▶ **Task to complete**: Word for word, transcribe the data below from the line with "use crate::engine::player::LocomotionMode;" to the line with "assert_eq!(report.collision_checks, 4);", keeping both of those lines.

=== Records supplied ===

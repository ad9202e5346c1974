use mongodb::bson::oid::ObjectId;
use serde::{Deserialize, Serialize};
use utoipa::ToSchema;

/// Shape of a document in the `employees` collection.
#[derive(Debug, Clone, PartialEq, Serialize, Deserialize)]
pub struct EmployeeDocument {
    #[serde(rename = "_id", skip_serializing_if = "Option::is_none")]
    pub id: Option<ObjectId>,
    pub name: String,
    pub salary: f64,
    pub age: f64,
}

impl EmployeeDocument {
    /// New document without an `_id`, so the server assigns one on insert.
    pub fn from_payload(payload: &EmployeePayload) -> Self {
        Self {
            id: None,
            name: payload.name.clone(),
            salary: payload.salary,
            age: payload.age,
        }
    }
}

#[derive(Debug, Clone, PartialEq, Serialize, Deserialize, ToSchema)]
#[schema(
    example = json!({
        "id": "65a1f0c2e4b0a1b2c3d4e5f6",
        "name": "Ann",
        "salary": 5000.0,
        "age": 29.0
    })
)]
pub struct Employee {
    #[schema(example = "65a1f0c2e4b0a1b2c3d4e5f6")]
    #[serde(default, skip_serializing_if = "String::is_empty")]
    pub id: String,

    #[schema(example = "Ann")]
    pub name: String,

    #[schema(example = 5000.0)]
    pub salary: f64,

    #[schema(example = 29.0)]
    pub age: f64,
}

impl Employee {
    pub fn with_id(id: &ObjectId, payload: EmployeePayload) -> Self {
        Self {
            id: id.to_hex(),
            name: payload.name,
            salary: payload.salary,
            age: payload.age,
        }
    }
}

impl From<EmployeeDocument> for Employee {
    fn from(doc: EmployeeDocument) -> Self {
        Self {
            id: doc.id.map(|id| id.to_hex()).unwrap_or_default(),
            name: doc.name,
            salary: doc.salary,
            age: doc.age,
        }
    }
}

/// Request body for create and update. Unknown fields, `id` included, are ignored.
#[derive(Debug, Clone, PartialEq, Deserialize, Serialize, ToSchema)]
pub struct EmployeePayload {
    #[schema(example = "Ann")]
    pub name: String,
    #[schema(example = 5000.0)]
    pub salary: f64,
    #[schema(example = 29.0)]
    pub age: f64,
}

#[cfg(test)]
mod tests {
    use super::*;
    use serde_json::json;

    #[test]
    fn payload_ignores_client_id() {
        let payload: EmployeePayload = serde_json::from_value(json!({
            "id": "not-ours",
            "name": "Ann",
            "salary": 5000,
            "age": 29
        }))
        .unwrap();

        let doc = EmployeeDocument::from_payload(&payload);
        assert_eq!(doc.id, None);
        assert_eq!(doc.name, "Ann");
        assert_eq!(doc.salary, 5000.0);
    }

    #[test]
    fn document_without_id_has_no_underscore_id_field() {
        let doc = EmployeeDocument {
            id: None,
            name: "Bo".into(),
            salary: 1.5,
            age: 40.0,
        };
        let bson = mongodb::bson::to_document(&doc).unwrap();
        assert!(!bson.contains_key("_id"));
        assert_eq!(bson.get_str("name").unwrap(), "Bo");
        assert_eq!(bson.get_f64("age").unwrap(), 40.0);
    }

    #[test]
    fn empty_id_is_omitted_from_json() {
        let employee = Employee {
            id: String::new(),
            name: "Cy".into(),
            salary: 10.0,
            age: 20.0,
        };
        let value = serde_json::to_value(&employee).unwrap();
        assert!(value.get("id").is_none());
    }

    #[test]
    fn document_id_renders_as_hex() {
        let oid = ObjectId::new();
        let employee = Employee::from(EmployeeDocument {
            id: Some(oid),
            name: "Di".into(),
            salary: 3.0,
            age: 33.0,
        });
        assert_eq!(employee.id, oid.to_hex());
        assert_eq!(employee.id.len(), 24);
    }
}
use super::{EmployeeStore, StoreError};
use crate::model::employee::{EmployeeDocument, EmployeePayload};
use crate::utils::db_utils::{EMPLOYEES_COLLECTION, build_update_doc, id_filter};
use async_trait::async_trait;
use futures::TryStreamExt;
use mongodb::{Collection, Database, bson::doc, bson::oid::ObjectId};
use tracing::debug;

#[derive(Clone)]
pub struct MongoEmployeeStore {
    collection: Collection<EmployeeDocument>,
}

impl MongoEmployeeStore {
    pub fn new(db: &Database) -> Self {
        Self {
            collection: db.collection(EMPLOYEES_COLLECTION),
        }
    }
}

#[async_trait]
impl EmployeeStore for MongoEmployeeStore {
    async fn find_all(&self) -> Result<Vec<EmployeeDocument>, StoreError> {
        let cursor = self.collection.find(doc! {}).await?;
        let employees: Vec<EmployeeDocument> = cursor.try_collect().await?;
        debug!(count = employees.len(), "Fetched employees");
        Ok(employees)
    }

    async fn insert(&self, payload: &EmployeePayload) -> Result<EmployeeDocument, StoreError> {
        let result = self
            .collection
            .insert_one(EmployeeDocument::from_payload(payload))
            .await?;

        let id = result
            .inserted_id
            .as_object_id()
            .ok_or_else(|| StoreError::UnexpectedId(result.inserted_id.to_string()))?;
        debug!(employee_id = %id, "Inserted employee");

        self.collection
            .find_one(id_filter(&id))
            .await?
            .ok_or(StoreError::MissingAfterInsert(id))
    }

    async fn update(&self, id: &ObjectId, payload: &EmployeePayload) -> Result<bool, StoreError> {
        let result = self
            .collection
            .update_one(id_filter(id), build_update_doc(payload))
            .await?;
        debug!(employee_id = %id, matched = result.matched_count, "Updated employee");
        Ok(result.matched_count > 0)
    }

    async fn delete(&self, id: &ObjectId) -> Result<bool, StoreError> {
        let result = self.collection.delete_one(id_filter(id)).await?;
        debug!(employee_id = %id, deleted = result.deleted_count, "Deleted employee");
        Ok(result.deleted_count > 0)
    }
}
mod mongo;

#[cfg(test)]
pub mod memory;

pub use mongo::MongoEmployeeStore;

use crate::model::employee::{EmployeeDocument, EmployeePayload};
use async_trait::async_trait;
use mongodb::bson::oid::ObjectId;
use thiserror::Error;

#[derive(Debug, Error)]
pub enum StoreError {
    #[error(transparent)]
    Mongo(#[from] mongodb::error::Error),

    #[error("inserted id is not an ObjectId: {0}")]
    UnexpectedId(String),

    #[error("record {0} was inserted but could not be read back")]
    MissingAfterInsert(ObjectId),
}

/// Persistence for employee records. One call per handler.
#[async_trait]
pub trait EmployeeStore: Send + Sync {
    /// Every record, in whatever order the storage returns them.
    async fn find_all(&self) -> Result<Vec<EmployeeDocument>, StoreError>;

    /// Insert, then read the stored copy back by its new `_id`.
    async fn insert(&self, payload: &EmployeePayload) -> Result<EmployeeDocument, StoreError>;

    /// Overwrite name, salary and age. `Ok(false)` when nothing matched.
    async fn update(&self, id: &ObjectId, payload: &EmployeePayload) -> Result<bool, StoreError>;

    /// `Ok(false)` when nothing was deleted.
    async fn delete(&self, id: &ObjectId) -> Result<bool, StoreError>;
}
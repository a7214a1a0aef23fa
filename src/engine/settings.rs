// User-facing game settings, edited live from the settings menu.

use std::ops::RangeInclusive;
use std::time::Duration;

use super::locomotion::MovementConfig;
use super::window_mode::WindowMode;

/// Slider value meaning "no frame cap".
pub const UNCAPPED_FPS: u32 = 301;

pub const TARGET_FPS_RANGE: RangeInclusive<u32> = 30..=UNCAPPED_FPS;
pub const SENSITIVITY_RANGE: RangeInclusive<f32> = 0.01..=0.5;
pub const FOV_RANGE: RangeInclusive<f32> = 50.0..=120.0;
pub const MOVE_SPEED_RANGE: RangeInclusive<f32> = 1.0..=20.0;

#[derive(Debug, Clone, PartialEq)]
pub struct GameSettings {
    pub target_fps: u32,
    pub mouse_sensitivity: f32,
    /// Vertical field of view in degrees.
    pub fov: f32,
    pub move_speed: f32,
    pub vsync: bool,
    pub show_fps: bool,
    pub window_mode: WindowMode,
    /// Window size used when returning to windowed mode.
    pub default_size: (u32, u32),
}

impl Default for GameSettings {
    fn default() -> Self {
        Self {
            target_fps: 60,
            mouse_sensitivity: 0.1,
            fov: 70.0,
            move_speed: 7.0,
            vsync: false,
            show_fps: true,
            window_mode: WindowMode::Windowed,
            default_size: (1280, 720),
        }
    }
}

impl GameSettings {
    /// Force every tunable into its slider range.
    pub fn clamp(&mut self) {
        self.target_fps = self.target_fps.clamp(*TARGET_FPS_RANGE.start(), *TARGET_FPS_RANGE.end());
        self.mouse_sensitivity = self.mouse_sensitivity.clamp(*SENSITIVITY_RANGE.start(), *SENSITIVITY_RANGE.end());
        self.fov = self.fov.clamp(*FOV_RANGE.start(), *FOV_RANGE.end());
        self.move_speed = self.move_speed.clamp(*MOVE_SPEED_RANGE.start(), *MOVE_SPEED_RANGE.end());
    }

    pub fn is_uncapped(&self) -> bool {
        self.target_fps >= UNCAPPED_FPS
    }

    /// Minimum time between frames, or None when uncapped.
    pub fn frame_interval(&self) -> Option<Duration> {
        if self.is_uncapped() || self.target_fps == 0 {
            None
        } else {
            Some(Duration::from_secs_f64(1.0 / self.target_fps as f64))
        }
    }

    pub fn fps_label(&self) -> String {
        if self.is_uncapped() {
            "Uncapped".to_string()
        } else {
            self.target_fps.to_string()
        }
    }

    pub fn movement_config(&self) -> MovementConfig {
        MovementConfig {
            move_speed: self.move_speed,
            mouse_sensitivity: self.mouse_sensitivity,
            ..Default::default()
        }
    }
}

#[cfg(test)]
mod tests {
    use super::*;

    #[test]
    fn defaults_are_in_range() {
        let s = GameSettings::default();
        let mut clamped = s.clone();
        clamped.clamp();
        assert_eq!(s, clamped);
        assert_eq!(s.frame_interval(), Some(Duration::from_secs_f64(1.0 / 60.0)));
    }

    #[test]
    fn clamp_pulls_values_into_range() {
        let mut s = GameSettings {
            target_fps: 5,
            mouse_sensitivity: 3.0,
            fov: 10.0,
            move_speed: 100.0,
            ..Default::default()
        };
        s.clamp();
        assert_eq!(s.target_fps, 30);
        assert_eq!(s.mouse_sensitivity, 0.5);
        assert_eq!(s.fov, 50.0);
        assert_eq!(s.move_speed, 20.0);
    }

    #[test]
    fn top_of_fps_range_is_uncapped() {
        let s = GameSettings { target_fps: UNCAPPED_FPS, ..Default::default() };
        assert!(s.is_uncapped());
        assert_eq!(s.frame_interval(), None);
        assert_eq!(s.fps_label(), "Uncapped");
        let s = GameSettings { target_fps: 144, ..Default::default() };
        assert_eq!(s.fps_label(), "144");
    }

    #[test]
    fn movement_config_carries_speed_and_sensitivity() {
        let s = GameSettings { move_speed: 12.0, mouse_sensitivity: 0.25, ..Default::default() };
        let config = s.movement_config();
        assert_eq!(config.move_speed, 12.0);
        assert_eq!(config.mouse_sensitivity, 0.25);
        assert_eq!(config.gravity, MovementConfig::default().gravity);
    }
}
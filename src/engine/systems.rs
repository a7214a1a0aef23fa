// Per-frame player update
// Order within a frame: mode toggle -> active locomotion (look first) -> camera

use super::camera::CameraView;
use super::collision::{self, CollisionBox};
use super::locomotion::{MovementConfig, PlayerInput};
use super::player::Player;

/// What one tick produced, for the camera and the debug overlay.
#[derive(Debug, Clone, Copy)]
pub struct TickReport {
    pub view: CameraView,
    /// Obstacle tests run by the locomotion step.
    pub collision_checks: usize,
    /// Obstacles the player box overlaps after the move.
    pub contacts: usize,
}

pub struct PlayerController {
    pub config: MovementConfig,
}

impl PlayerController {
    pub fn new(config: MovementConfig) -> Self {
        Self { config }
    }

    /// Advance the player one frame. The obstacle set is only read.
    pub fn tick(
        &self,
        player: &mut Player,
        input: &PlayerInput,
        obstacles: &[CollisionBox],
        dt: f32,
    ) -> TickReport {
        if input.toggle_mode {
            player.toggle_mode();
        }

        let collision_checks = player
            .mode()
            .locomotion()
            .update(player, input, obstacles, &self.config, dt);

        let contacts = obstacles
            .iter()
            .filter(|obstacle| collision::overlaps(player.position, player.radius, player.height, obstacle))
            .count();

        TickReport {
            view: CameraView::from_player(player),
            collision_checks,
            contacts,
        }
    }
}

#[cfg(test)]
mod tests {
    use super::*;
    use crate::engine::player::LocomotionMode;
    use glam::Vec3;

    const DT: f32 = 1.0 / 60.0;

    fn walking_player() -> Player {
        Player::new(Vec3::new(0.0, 1.8, 10.0), -90.0, 0.0, 1.8, 0.3)
    }

    #[test]
    fn toggle_switches_strategy_on_the_same_tick() {
        let controller = PlayerController::new(MovementConfig::default());
        let mut player = walking_player();
        player.position.y = 10.0;

        let toggle = PlayerInput { toggle_mode: true, ..Default::default() };
        controller.tick(&mut player, &toggle, &[], DT);
        assert_eq!(player.mode(), LocomotionMode::Noclip);
        // Noclip ran: no gravity applied
        assert_eq!(player.position.y, 10.0);
        assert_eq!(player.velocity(), Vec3::ZERO);

        controller.tick(&mut player, &toggle, &[], DT);
        assert_eq!(player.mode(), LocomotionMode::Walking);
        // Walking ran: gravity started
        assert!(player.velocity().y < 0.0);
        assert!(player.position.y < 10.0);
    }

    #[test]
    fn camera_view_reflects_post_update_pose() {
        let controller = PlayerController::new(MovementConfig::default());
        let mut player = walking_player();
        let input = PlayerInput {
            forward: true,
            mouse_delta: glam::Vec2::new(0.0, -100.0),
            ..Default::default()
        };
        let report = controller.tick(&mut player, &input, &[], DT);
        assert_eq!(report.view.position, player.position);
        assert!((player.pitch - 10.0).abs() < 1e-4);
        assert!(report.view.target.y > report.view.position.y);
    }

    #[test]
    fn reports_collision_work_and_contacts() {
        let controller = PlayerController::new(MovementConfig::default());
        let cube = CollisionBox::new(Vec3::new(0.0, 1.0, 0.0), Vec3::splat(2.0), [1.0, 0.0, 0.0]);
        let mut player = Player::new(Vec3::new(1.25, 1.8, 0.0), 180.0, 0.0, 1.8, 0.3);

        let report = controller.tick(&mut player, &PlayerInput::default(), &[cube, cube], DT);
        // One horizontal and one ground pass per obstacle
        assert_eq!(report.collision_checks, 4);
        assert!((player.position.x - 1.3).abs() < 1e-4);

        let mut flying = walking_player();
        flying.toggle_mode();
        let report = controller.tick(&mut flying, &PlayerInput::default(), &[cube], DT);
        assert_eq!(report.collision_checks, 0);
        assert_eq!(report.contacts, 0);
    }
}
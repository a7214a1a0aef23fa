// Static test scene: one center cube surrounded by a grid of pillars.
// Built once before the frame loop; never mutated afterwards.

use glam::Vec3;

use super::collision::CollisionBox;
use super::player::Player;

const CENTER_CUBE_COLOR: [f32; 3] = [0.90, 0.16, 0.22];
const PILLAR_COLOR: [f32; 3] = [0.0, 0.47, 0.95];
/// World distance between neighbouring pillar grid indices.
const PILLAR_SPACING: f32 = 3.0;

pub const PLAYER_SPAWN: Vec3 = Vec3::new(0.0, 1.8, 10.0);
pub const PLAYER_EYE_HEIGHT: f32 = 1.8;
pub const PLAYER_RADIUS: f32 = 0.3;

pub fn spawn_player() -> Player {
    Player::new(PLAYER_SPAWN, -90.0, 0.0, PLAYER_EYE_HEIGHT, PLAYER_RADIUS)
}

/// Obstacle set in insertion order: the center cube first, then pillars
/// row by row. Pillar heights cycle through 1, 2, 3.
pub fn build_obstacles() -> Vec<CollisionBox> {
    let mut obstacles = vec![CollisionBox::new(
        Vec3::new(0.0, 1.0, 0.0),
        Vec3::splat(2.0),
        CENTER_CUBE_COLOR,
    )];

    for i in (-5i32..=5).step_by(2) {
        for j in (-5i32..=5).step_by(2) {
            if i == 0 && j == 0 {
                continue;
            }
            let height = 1.0 + ((i + j).abs() % 3) as f32;
            obstacles.push(CollisionBox::new(
                Vec3::new(i as f32 * PILLAR_SPACING, height / 2.0, j as f32 * PILLAR_SPACING),
                Vec3::new(0.5, height, 0.5),
                PILLAR_COLOR,
            ));
        }
    }

    log::info!("built scene with {} obstacles", obstacles.len());
    obstacles
}

#[cfg(test)]
mod tests {
    use super::*;

    #[test]
    fn scene_layout() {
        let obstacles = build_obstacles();
        assert_eq!(obstacles.len(), 1 + 36);
        assert_eq!(obstacles[0].bounds().max.y, 2.0);

        for pillar in &obstacles[1..] {
            let bounds = pillar.bounds();
            assert_eq!(bounds.min.y, 0.0);
            assert!([1.0, 2.0, 3.0].contains(&pillar.size.y));
            assert_eq!(pillar.size.x, 0.5);
        }
    }

    #[test]
    fn pillar_height_pattern() {
        let obstacles = build_obstacles();
        // i = -5, j = -5: |−10| % 3 = 1
        assert_eq!(obstacles[1].position, Vec3::new(-15.0, 1.0, -15.0));
        assert_eq!(obstacles[1].size.y, 2.0);
        // i = -5, j = 5: 0 % 3 = 0
        assert_eq!(obstacles[6].size.y, 1.0);
    }

    #[test]
    fn spawn_is_clear_of_obstacles() {
        let player = spawn_player();
        for obstacle in build_obstacles() {
            assert!(!obstacle.bounds().footprint_overlaps(player.position, player.radius));
        }
    }
}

===

▶ **Task answer**:
    use crate::engine::player::LocomotionMode;
    use glam::Vec3;

    const DT: f32 = 1.0 / 60.0;

    fn walking_player() -> Player {
        Player::new(Vec3::new(0.0, 1.8, 10.0), -90.0, 0.0, 1.8, 0.3)
    }

    #[test]
    fn toggle_switches_strategy_on_the_same_tick() {
        let controller = PlayerController::new(MovementConfig::default());
        let mut player = walking_player();
        player.position.y = 10.0;

        let toggle = PlayerInput { toggle_mode: true, ..Default::default() };
        controller.tick(&mut player, &toggle, &[], DT);
        assert_eq!(player.mode(), LocomotionMode::Noclip);
        // Noclip ran: no gravity applied
        assert_eq!(player.position.y, 10.0);
        assert_eq!(player.velocity(), Vec3::ZERO);

        controller.tick(&mut player, &toggle, &[], DT);
        assert_eq!(player.mode(), LocomotionMode::Walking);
        // Walking ran: gravity started
        assert!(player.velocity().y < 0.0);
        assert!(player.position.y < 10.0);
    }

    #[test]
    fn camera_view_reflects_post_update_pose() {
        let controller = PlayerController::new(MovementConfig::default());
        let mut player = walking_player();
        let input = PlayerInput {
            forward: true,
            mouse_delta: glam::Vec2::new(0.0, -100.0),
            ..Default::default()
        };
        let report = controller.tick(&mut player, &input, &[], DT);
        assert_eq!(report.view.position, player.position);
        assert!((player.pitch - 10.0).abs() < 1e-4);
        assert!(report.view.target.y > report.view.position.y);
    }

    #[test]
    fn reports_collision_work_and_contacts() {
        let controller = PlayerController::new(MovementConfig::default());
        let cube = CollisionBox::new(Vec3::new(0.0, 1.0, 0.0), Vec3::splat(2.0), [1.0, 0.0, 0.0]);
        let mut player = Player::new(Vec3::new(1.25, 1.8, 0.0), 180.0, 0.0, 1.8, 0.3);

        let report = controller.tick(&mut player, &PlayerInput::default(), &[cube, cube], DT);
        // One horizontal and one ground pass per obstacle
        assert_eq!(report.collision_checks, 4);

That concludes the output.